By Alyx Arnett

For the first time, investigational treatments for narcolepsy type 1 (NT1) are targeting the disorder’s root cause: the loss of orexin-producing neurons. Unlike the symptom-based therapies on the market today, these candidates aim to mimic orexin signaling, offering a potentially disease-modifying approach. 

Some are also being evaluated for narcolepsy type 2 (NT2) and idiopathic hypersomnia (IH). Although these conditions are not defined by orexin deficiency, investigators hypothesize that enhancing orexin signaling may alleviate excessive daytime sleepiness by modulating wake-promoting pathways.

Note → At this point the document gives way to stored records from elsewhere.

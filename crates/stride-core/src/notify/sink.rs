use crate::error::DeliveryError;
use async_trait::async_trait;
use serde_json::Value;
use std::time::Duration;
use uuid::Uuid;

/// Delivery side of notifications. Fire-and-forget: callers log failures
/// and carry on.
#[async_trait]
pub trait NotificationSink: Send + Sync {
    /// Schedules a notification `delay` from now, or immediately for `None`.
    /// Returns the delivery id.
    async fn schedule(
        &self,
        title: &str,
        body: &str,
        data: Value,
        delay: Option<Duration>,
    ) -> Result<String, DeliveryError>;
}

/// Emits notifications as `tracing` events.
#[derive(Debug, Default, Clone, Copy)]
pub struct LogSink;

#[async_trait]
impl NotificationSink for LogSink {
    async fn schedule(
        &self,
        title: &str,
        body: &str,
        data: Value,
        delay: Option<Duration>,
    ) -> Result<String, DeliveryError> {
        let id = Uuid::now_v7().to_string();
        tracing::info!(
            target: "stride::notify",
            %id,
            title,
            body,
            %data,
            ?delay,
            "notification scheduled"
        );
        Ok(id)
    }
}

Several companies have entered the race to bring orexin-based hypersomnia therapies to market, with development spanning from preclinical to phase 3 studies. Takeda Pharmaceuticals’ oral orexin-2 receptor agonist, TAK-861, is the furthest along, currently in phase 3 development. Alkermes and Centessa Pharmaceuticals have phase 2 candidates—ALKS 2680 and ORX750, respectively. Eisai Inc’s E2086 is in phase 1, while Jazz Pharmaceuticals’ phase 1 trial of JZP441 was halted due to safety concerns. Harmony Biosciences’ BP1.15205 and NLS Pharmaceutics’ AEX-2 are in preclinical development.

“Across the orexin class, the data have been incredibly promising. The orexin agonists have the ability to really transform the way that we treat patients with narcolepsy and idiopathic hypersomnia moving forward,” says Craig Hopkinson, MD, chief medical officer and executive vice president of research and development at Alkermes. 

Understanding the Orexin Link

The discovery of orexin—also known as hypocretin—began in the late 1990s, when Luis de Lecea, PhD, Thomas Kilduff, PhD, and colleagues set out to identify genes with region-specific expression in the hypothalamus. De Lecea, then a molecular biologist at Scripps Research Institute, described the effort as purely exploratory. “We had no bias towards the function. We had no idea what we were looking for. We were just looking for interesting patterns of gene expression,” says de Lecea, a professor of psychiatry and behavioral sciences at Stanford University School of Medicine.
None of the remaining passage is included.